Repetitive Transcranial Magnetic Stimulation Improves Depressive Symptoms and Quality of Life of Poststroke Patients-Prospective Case Series Study

SOURCE: Journal of Central Nervous System Disease. 11 (no pagination), 2019.


AUTHORS: da Silva Junior H.B.; Fernandes M.R.; Souza A.M.C.

BACKGROUND: Poststroke depression (PSD) is a serious psychiatric complication often reported after a stroke. Nearly a third of stroke survivors experience depressive symptoms at some point, affecting their functional recovery and quality of life. In recent years, repetitive transcranial magnetic stimulation (rTMS) has been studied by many researchers and found to be a safe supporting tool for the treatment of PSD.

OBJECTIVE(S): We aim to evaluate the effects of rTMS on PSD and on the quality of life of poststroke patients.

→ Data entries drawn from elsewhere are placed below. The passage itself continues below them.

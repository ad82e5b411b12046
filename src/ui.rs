use anyhow::Result;
use crossterm::{
    event::{self, Event, KeyCode, KeyModifiers},
    execute,
    terminal::{disable_raw_mode, enable_raw_mode, EnterAlternateScreen, LeaveAlternateScreen},
};
use ratatui::{
    backend::CrosstermBackend,
    layout::{Constraint, Direction, Layout, Rect},
    style::{Color, Modifier, Style},
    text::{Line, Span},
    widgets::{Block, Borders, Cell, Paragraph, Row, Table, TableState},
    Frame, Terminal,
};
use std::io;
use std::path::Path;

use intune_split::{
    fmt_inr, net_balance, open_app_toast, settlement_toast, BalanceStatus, Category, ExpenseForm,
    ExpenseStore, Field, Payer, QrSlot, ROOMMATE_ID,
};

#[derive(Debug, Clone, Copy, PartialEq, Eq)]
pub enum Page {
    Expenses,
    AddExpense,
    Payments,
}

impl Page {
    pub fn next(&self) -> Self {
        match self {
            Page::Expenses => Page::AddExpense,
            Page::AddExpense => Page::Payments,
            Page::Payments => Page::Expenses,
        }
    }

    pub fn previous(&self) -> Self {
        match self {
            Page::Expenses => Page::Payments,
            Page::AddExpense => Page::Expenses,
            Page::Payments => Page::AddExpense,
        }
    }

    pub fn title(&self) -> &str {
        match self {
            Page::Expenses => "Expenses",
            Page::AddExpense => "Add Expense",
            Page::Payments => "Payments",
        }
    }
}

/// In-progress QR path entry on the payments page.
#[derive(Debug, Clone)]
pub struct QrEntry {
    pub owner: Payer,
    pub path: String,
}

pub struct App {
    pub store: ExpenseStore,
    pub form: ExpenseForm,
    pub your_qr: QrSlot,
    pub roommate_qr: QrSlot,
    pub state: TableState,
    pub current_page: Page,
    pub show_detail: bool,
    pub qr_entry: Option<QrEntry>,
    pub toast: Option<String>,
}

METHOD(S): A prospective clinical case series, performed at CRER Rehabilitation, Brazil, between June 2016 and May 2017. A nonprobabilistic sample (n = 15) was divided into 2 groups (excitatory stimulation in F3, n = 8; inhibitory stimulation in F4, n = 7) and underwent 20 sessions of rTMS. Individuals were assessed according to the 17-item Hamilton Depression Rating Scale (HAM-D17) and World Health Organization Quality of Life-Brief Version (WHOQOL-BREF) questionnaire at 3 different moments: baseline, at the end of the treatment, and in a 1-month follow-up meeting.

RESULT(S): Both groups presented a significant change in the score of all WHOQOL-BREF domains and in HAM-D17. In the group that received inhibitory stimulation (F4), score changes were continuous and gradual, comparing the 3 moments. In the excitatory stimulated (F3) group, however, the improvement in scores was more expressive between baseline and the second moment, without significant changes in the follow-up.

CONCLUSION(S): The findings of this clinical study suggest that rTMS can be a promising tool, capable of relieving depressive symptoms and helping in the improvement of poststroke patients’ quality of life.